◆ **Exercise directions**:
Each entry in this listing needs to be written out again, word for word.
START Materials provided
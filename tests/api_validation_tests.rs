// SPDX-License-Identifier: MIT
// Copyright 2026 Roland Dreier <roland@rolandd.dev>

//! Request validation tests for the public endpoints.
//!
//! These run against the offline app: every case here must be rejected
//! before any Firestore access, so the mock store is never touched and
//! the error envelope can be asserted exactly.

use axum::{
    body::Body,
    http::{header, Request, StatusCode},
};
use tower::ServiceExt;

mod common;

fn json_post(uri: &str, body: &str) -> Request<Body> {
    Request::builder()
        .method("POST")
        .uri(uri)
        .header(header::CONTENT_TYPE, "application/json")
        .body(Body::from(body.to_string()))
        .unwrap()
}

#[tokio::test]
async fn test_register_requires_all_fields() {
    let (app, _) = common::create_test_app();

    let response = app
        .oneshot(json_post(
            "/api/v2/users/register",
            r#"{"email": "ada@example.com"}"#,
        ))
        .await
        .unwrap();

    assert_eq!(response.status(), StatusCode::BAD_REQUEST);
    let body = common::body_json(response).await;
    assert_eq!(body["success"], false);
    assert_eq!(body["message"], "All fields are required");
}

#[tokio::test]
async fn test_register_rejects_blank_fields() {
    let (app, _) = common::create_test_app();

    let response = app
        .oneshot(json_post(
            "/api/v2/users/register",
            r#"{"email": "  ", "username": "ada", "password": "pw123456"}"#,
        ))
        .await
        .unwrap();

    assert_eq!(response.status(), StatusCode::BAD_REQUEST);
    let body = common::body_json(response).await;
    assert_eq!(body["message"], "All fields are required");
}

#[tokio::test]
async fn test_login_requires_identifier() {
    let (app, _) = common::create_test_app();

    let response = app
        .oneshot(json_post(
            "/api/v2/users/login",
            r#"{"password": "pw123456"}"#,
        ))
        .await
        .unwrap();

    assert_eq!(response.status(), StatusCode::BAD_REQUEST);
    let body = common::body_json(response).await;
    assert_eq!(body["message"], "Username or email is required");
}

#[tokio::test]
async fn test_login_requires_password() {
    let (app, _) = common::create_test_app();

    let response = app
        .oneshot(json_post(
            "/api/v2/users/login",
            r#"{"email": "ada@example.com"}"#,
        ))
        .await
        .unwrap();

    assert_eq!(response.status(), StatusCode::BAD_REQUEST);
    let body = common::body_json(response).await;
    assert_eq!(body["message"], "Password is required");
}

#[tokio::test]
async fn test_refresh_without_token_is_unauthorized() {
    let (app, _) = common::create_test_app();

    let response = app
        .oneshot(json_post("/api/v2/users/refresh-token", r#"{}"#))
        .await
        .unwrap();

    assert_eq!(response.status(), StatusCode::UNAUTHORIZED);
    let body = common::body_json(response).await;
    assert_eq!(body["success"], false);
    assert_eq!(body["message"], "Unauthorized request");
}

#[tokio::test]
async fn test_refresh_with_garbage_token_is_rejected() {
    let (app, _) = common::create_test_app();

    let response = app
        .oneshot(json_post(
            "/api/v2/users/refresh-token",
            r#"{"refreshToken": "definitely-not-a-jwt"}"#,
        ))
        .await
        .unwrap();

    assert_eq!(response.status(), StatusCode::UNAUTHORIZED);
    let body = common::body_json(response).await;
    assert_eq!(body["message"], "Invalid refresh token");
}

#[tokio::test]
async fn test_subscribe_requires_valid_email() {
    let (app, _) = common::create_test_app();

    let response = app
        .oneshot(json_post("/api/v2/newsletter/subscribe", r#"{}"#))
        .await
        .unwrap();
    assert_eq!(response.status(), StatusCode::BAD_REQUEST);

    let (app, _) = common::create_test_app();
    let response = app
        .oneshot(json_post(
            "/api/v2/newsletter/subscribe",
            r#"{"email": "not-an-email"}"#,
        ))
        .await
        .unwrap();

    assert_eq!(response.status(), StatusCode::BAD_REQUEST);
    let body = common::body_json(response).await;
    assert_eq!(body["message"], "A valid email is required");
}

#[tokio::test]
async fn test_send_update_requires_admin_key() {
    let (app, _) = common::create_test_app();

    let response = app
        .oneshot(json_post(
            "/api/v2/newsletter/send-update",
            r#"{"subject": "Hi", "message": "News"}"#,
        ))
        .await
        .unwrap();

    assert_eq!(response.status(), StatusCode::UNAUTHORIZED);
    let body = common::body_json(response).await;
    assert_eq!(body["message"], "Invalid admin key");
}

#[tokio::test]
async fn test_send_update_rejects_wrong_admin_key() {
    let (app, _) = common::create_test_app();

    let mut request = json_post(
        "/api/v2/newsletter/send-update",
        r#"{"subject": "Hi", "message": "News"}"#,
    );
    request
        .headers_mut()
        .insert("x-admin-key", "wrong_key".parse().unwrap());

    let response = app.oneshot(request).await.unwrap();
    assert_eq!(response.status(), StatusCode::UNAUTHORIZED);
}

#[tokio::test]
async fn test_send_update_validates_fields_with_good_key() {
    let (app, state) = common::create_test_app();

    let mut request = json_post("/api/v2/newsletter/send-update", r#"{"subject": "Hi"}"#);
    request.headers_mut().insert(
        "x-admin-key",
        state.config.admin_api_key.parse().unwrap(),
    );

    let response = app.oneshot(request).await.unwrap();
    assert_eq!(response.status(), StatusCode::BAD_REQUEST);
    let body = common::body_json(response).await;
    assert_eq!(body["message"], "Subject and message are required");
}

#[tokio::test]
async fn test_verify_email_requires_token() {
    let (app, _) = common::create_test_app();

    let response = app
        .oneshot(
            Request::builder()
                .method("GET")
                .uri("/api/v2/users/verify-email")
                .body(Body::empty())
                .unwrap(),
        )
        .await
        .unwrap();

    assert_eq!(response.status(), StatusCode::BAD_REQUEST);
    let body = common::body_json(response).await;
    assert_eq!(body["message"], "Verification token is required");
}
END Materials provided
◆ **Reply to the exercise**:
filename tests/api_validation_tests.rs
// SPDX-License-Identifier: MIT
// Copyright 2026 Roland Dreier <roland@rolandd.dev>

//! Request validation tests for the public endpoints.
//!
//! These run against the offline app: every case here must be rejected
//! before any Firestore access, so the mock store is never touched and
//! the error envelope can be asserted exactly.

use axum::{
    body::Body,
    http::{header, Request, StatusCode},
};
use tower::ServiceExt;

mod common;

fn json_post(uri: &str, body: &str) -> Request<Body> {
    Request::builder()
        .method("POST")
        .uri(uri)
        .header(header::CONTENT_TYPE, "application/json")
        .body(Body::from(body.to_string()))
        .unwrap()
}

#[tokio::test]
async fn test_register_requires_all_fields() {
    let (app, _) = common::create_test_app();

    let response = app
        .oneshot(json_post(
            "/api/v2/users/register",
            r#"{"email": "ada@example.com"}"#,
        ))
        .await
        .unwrap();

    assert_eq!(response.status(), StatusCode::BAD_REQUEST);
    let body = common::body_json(response).await;
    assert_eq!(body["success"], false);
    assert_eq!(body["message"], "All fields are required");
}

#[tokio::test]
async fn test_register_rejects_blank_fields() {
    let (app, _) = common::create_test_app();

    let response = app
        .oneshot(json_post(
            "/api/v2/users/register",
            r#"{"email": "  ", "username": "ada", "password": "pw123456"}"#,
        ))
        .await
        .unwrap();

    assert_eq!(response.status(), StatusCode::BAD_REQUEST);
    let body = common::body_json(response).await;
    assert_eq!(body["message"], "All fields are required");
}

#[tokio::test]
async fn test_login_requires_identifier() {
    let (app, _) = common::create_test_app();

    let response = app
        .oneshot(json_post(
            "/api/v2/users/login",
            r#"{"password": "pw123456"}"#,
        ))
        .await
        .unwrap();

    assert_eq!(response.status(), StatusCode::BAD_REQUEST);
    let body = common::body_json(response).await;
    assert_eq!(body["message"], "Username or email is required");
}

#[tokio::test]
async fn test_login_requires_password() {
    let (app, _) = common::create_test_app();

    let response = app
        .oneshot(json_post(
            "/api/v2/users/login",
            r#"{"email": "ada@example.com"}"#,
        ))
        .await
        .unwrap();

    assert_eq!(response.status(), StatusCode::BAD_REQUEST);
    let body = common::body_json(response).await;
    assert_eq!(body["message"], "Password is required");
}

#[tokio::test]
async fn test_refresh_without_token_is_unauthorized() {
    let (app, _) = common::create_test_app();

    let response = app
        .oneshot(json_post("/api/v2/users/refresh-token", r#"{}"#))
        .await
        .unwrap();

    assert_eq!(response.status(), StatusCode::UNAUTHORIZED);
    let body = common::body_json(response).await;
    assert_eq!(body["success"], false);
    assert_eq!(body["message"], "Unauthorized request");
}

#[tokio::test]
async fn test_refresh_with_garbage_token_is_rejected() {
    let (app, _) = common::create_test_app();

    let response = app
        .oneshot(json_post(
            "/api/v2/users/refresh-token",
            r#"{"refreshToken": "definitely-not-a-jwt"}"#,
        ))
        .await
        .unwrap();

    assert_eq!(response.status(), StatusCode::UNAUTHORIZED);
    let body = common::body_json(response).await;
    assert_eq!(body["message"], "Invalid refresh token");
}

#[tokio::test]
async fn test_subscribe_requires_valid_email() {
    let (app, _) = common::create_test_app();

    let response = app
        .oneshot(json_post("/api/v2/newsletter/subscribe", r#"{}"#))
        .await
        .unwrap();
    assert_eq!(response.status(), StatusCode::BAD_REQUEST);

    let (app, _) = common::create_test_app();
    let response = app
        .oneshot(json_post(
            "/api/v2/newsletter/subscribe",
            r#"{"email": "not-an-email"}"#,
        ))
        .await
        .unwrap();

    assert_eq!(response.status(), StatusCode::BAD_REQUEST);
    let body = common::body_json(response).await;
    assert_eq!(body["message"], "A valid email is required");
}

#[tokio::test]
async fn test_send_update_requires_admin_key() {
    let (app, _) = common::create_test_app();

    let response = app
        .oneshot(json_post(
            "/api/v2/newsletter/send-update",
            r#"{"subject": "Hi", "message": "News"}"#,
        ))
        .await
        .unwrap();

    assert_eq!(response.status(), StatusCode::UNAUTHORIZED);
    let body = common::body_json(response).await;
    assert_eq!(body["message"], "Invalid admin key");
}

#[tokio::test]
async fn test_send_update_rejects_wrong_admin_key() {
    let (app, _) = common::create_test_app();

    let mut request = json_post(
        "/api/v2/newsletter/send-update",
        r#"{"subject": "Hi", "message": "News"}"#,
    );
    request
        .headers_mut()
        .insert("x-admin-key", "wrong_key".parse().unwrap());

    let response = app.oneshot(request).await.unwrap();
    assert_eq!(response.status(), StatusCode::UNAUTHORIZED);
}

#[tokio::test]
async fn test_send_update_validates_fields_with_good_key() {
    let (app, state) = common::create_test_app();

    let mut request = json_post("/api/v2/newsletter/send-update", r#"{"subject": "Hi"}"#);
    request.headers_mut().insert(
        "x-admin-key",
        state.config.admin_api_key.parse().unwrap(),
    );

    let response = app.oneshot(request).await.unwrap();
    assert_eq!(response.status(), StatusCode::BAD_REQUEST);
    let body = common::body_json(response).await;
    assert_eq!(body["message"], "Subject and message are required");
}

#[tokio::test]
async fn test_verify_email_requires_token() {
    let (app, _) = common::create_test_app();

    let response = app
        .oneshot(
            Request::builder()
                .method("GET")
                .uri("/api/v2/users/verify-email")
                .body(Body::empty())
                .unwrap(),
        )
        .await
        .unwrap();

    assert_eq!(response.status(), StatusCode::BAD_REQUEST);
    let body = common::body_json(response).await;
    assert_eq!(body["message"], "Verification token is required");
}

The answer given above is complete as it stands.